Using the principle of mathematical induction to show that
`tan^(−1)(x/(1+1.2.x^2))+tan^(−1)(x/(1+2.3.x^2))+.....+tan^(−1)(x/(1+n(n+1)x^2)) =` `tan^(-1)(n+1)x-tan^(-1)x , forall x in N`.

Let `P(n):tan^(-1)((x)/(1+1.2.x^2))+tan^(-1)((x)/(1+2.3.x^2))+.....+tan^(-1)((x)/(1+n(n+1)x^2))` .....(i)

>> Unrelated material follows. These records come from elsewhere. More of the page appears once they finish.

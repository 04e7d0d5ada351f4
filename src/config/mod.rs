use std::env;
use std::net::SocketAddr;
use std::str::FromStr;

use rust_decimal::Decimal;
use thiserror::Error;

use crate::utils::validation::is_valid_hash;

pub mod cors;
pub mod logging;
pub mod security;

pub use cors::create_cors_layer;
pub use logging::{init_logging, LogFormat};
pub use security::create_security_headers_layer;

const DEFAULT_HOST: &str = "0.0.0.0";
const DEFAULT_PORT: u16 = 3001;
const DEFAULT_TICKETING_API_URL: &str = "http://localhost:3002";
const DEFAULT_PAYMENT_API_URL: &str = "http://localhost:3000";
const DEFAULT_EVENT_ID: &str = "1";
const DEFAULT_ALLOWED_ORIGINS: &str = "http://localhost:3000,http://localhost:5173";

#[derive(Debug, Error)]
pub enum ConfigError {
    #[error("Missing required configuration: {0}")]
    Missing(&'static str),

    #[error("Invalid value for {key}: {reason}")]
    InvalidValue { key: &'static str, reason: String },
}

/// What the payment service is asked to charge for one ticket.
#[derive(Debug, Clone, PartialEq)]
pub struct PaymentSettings {
    pub title: String,
    pub description: String,
    pub unit_price: Decimal,
    pub currency: String,
}

#[derive(Debug, Clone)]
pub struct Config {
    pub host: String,
    pub port: u16,
    /// Production deployments are served over HTTPS and get HSTS.
    pub production: bool,
    pub ticketing_api_url: String,
    pub payment_api_url: String,
    /// Shared admin secret, 64 hex characters.
    pub admin_hash: String,
    /// Event that storefront purchases register guests for.
    pub event_id: String,
    /// Serve ticket lookups from the in-memory store instead of the ticketing API.
    pub mock_tickets: bool,
    pub payment: PaymentSettings,
    pub cors_allowed_origins: Vec<String>,
    pub log_format: LogFormat,
}

impl Config {
    pub fn from_env() -> Result<Self, ConfigError> {
        Self::from_lookup(|key| env::var(key).ok())
    }

    /// Builds the configuration from any key/value source.
    pub fn from_lookup<F>(lookup: F) -> Result<Self, ConfigError>
    where
        F: Fn(&str) -> Option<String>,
    {
        let var = |key: &str, default: &str| {
            lookup(key)
                .filter(|v| !v.trim().is_empty())
                .unwrap_or_else(|| default.to_string())
        };

        let admin_hash = lookup("ADMIN_HASH")
            .map(|v| v.trim().to_string())
            .filter(|v| !v.is_empty())
            .ok_or(ConfigError::Missing("ADMIN_HASH"))?;
        if !is_valid_hash(&admin_hash) {
            return Err(ConfigError::InvalidValue {
                key: "ADMIN_HASH",
                reason: "expected 64 hexadecimal characters".to_string(),
            });
        }

        let unit_price: Decimal = parse("PAYMENT_UNIT_PRICE", &var("PAYMENT_UNIT_PRICE", "1.05"))?;
        if unit_price.is_sign_negative() {
            return Err(ConfigError::InvalidValue {
                key: "PAYMENT_UNIT_PRICE",
                reason: "must not be negative".to_string(),
            });
        }

        Ok(Self {
            host: var("HOST", DEFAULT_HOST),
            port: parse("PORT", &var("PORT", &DEFAULT_PORT.to_string()))?,
            production: var("RUST_ENV", "development").to_lowercase() == "production",
            ticketing_api_url: url("TICKETING_API_URL", var("TICKETING_API_URL", DEFAULT_TICKETING_API_URL))?,
            payment_api_url: url("PAYMENT_API_URL", var("PAYMENT_API_URL", DEFAULT_PAYMENT_API_URL))?,
            admin_hash,
            event_id: var("EVENT_ID", DEFAULT_EVENT_ID),
            mock_tickets: parse("MOCK_TICKETS", &var("MOCK_TICKETS", "false"))?,
            payment: PaymentSettings {
                title: var("PAYMENT_TITLE", "Boreal Fest"),
                description: var("PAYMENT_DESCRIPTION", "Uma festa"),
                unit_price,
                currency: var("PAYMENT_CURRENCY", "BRL"),
            },
            cors_allowed_origins: var("CORS_ALLOWED_ORIGINS", DEFAULT_ALLOWED_ORIGINS)
                .split(',')
                .map(str::trim)
                .filter(|o| !o.is_empty())
                .map(str::to_string)
                .collect(),
            log_format: parse("LOG_FORMAT", &var("LOG_FORMAT", "pretty"))?,
        })
    }

    pub fn socket_addr(&self) -> Result<SocketAddr, ConfigError> {
        format!("{}:{}", self.host, self.port)
            .parse()
            .map_err(|e: std::net::AddrParseError| ConfigError::InvalidValue {
                key: "HOST",
                reason: e.to_string(),
            })
    }
}

fn parse<T>(key: &'static str, value: &str) -> Result<T, ConfigError>
where
    T: FromStr,
    T::Err: std::fmt::Display,
{
    value.trim().parse().map_err(|e: T::Err| ConfigError::InvalidValue {
        key,
        reason: e.to_string(),
    })
}

fn url(key: &'static str, value: String) -> Result<String, ConfigError> {
    let value = value.trim();
    let parsed = reqwest::Url::parse(value).map_err(|e| ConfigError::InvalidValue {
        key,
        reason: e.to_string(),
    })?;

    if !matches!(parsed.scheme(), "http" | "https") {
        return Err(ConfigError::InvalidValue {
            key,
            reason: format!("unsupported scheme '{}'", parsed.scheme()),
        });
    }

    Ok(value.trim_end_matches('/').to_string())
}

`=tan^(-1)(n+1)x-tan^(-1)x`
Step I For `n=1`.
LHS of Eq. (i) `=tan^(-1)((x)/(1+1.2.x^2))`
`=tan^(-1)((2x-x)/(1+2x.x))=tan^(-1)2x-tan^(-1)x`
=RHS of Eq.(i)
Therefore , P(1) is true.
Step II Assume it is true for `n=k`.
`P(k):tan^(-1)((x)/(1+1.2x^2))+tan^(-1)((x)/(1+2.3x^2))+......+tan^(-1)((x)/([1+k(k+1)x^2]))`
`=tan^(-1)(k+1)x-tan^(-1)x`
Step III For `n=k+1`.
`P(k+1):tan^(-1)((x)/(1+1.2.x^2))+tan^(-1)((x)/(1+2.3.x^2))+.....+tan^(-1)((x)/(1+k(k+1)x^2))+......+tan^(-1)((x)/(1+(k=1)(k+2)x^2))`
`=tan^(-1)(k+2)x-tan^(-1)x`
`therefore LHS =tan^(-1)((x)/(1+1.2.x^2))`
`+tan^(-1)((x)/(1+2.3.x^2))+....+tan^(-1)((x)/(1+k(k+1)x^2))+tan^(-1)((x)/(1+(k+1)(k+2)x^2))`
`tan^(-1)(k+1)x-tan^(-1)x+tan^(-1)((x)/(1+(k+1)(k+2)x^2))`
`=tan^(-1)(k+1)x-tan^(-1)x+tan^(-1)(((k+2)x-(k+1)x)/(1+(k+2)x(k+1)x))`
`=tan^(-1)(k+1)x-tan^(-1)x+tan^(-1)(k+2)x-tan^(-1)(k+1)x=tan^(-1)(k+2)x-tan^(-1)x=RHS`
This shows that the result is true for `n=k+1`. Hence , by the principle of mathematical induction , the result is true for all the `n in N`.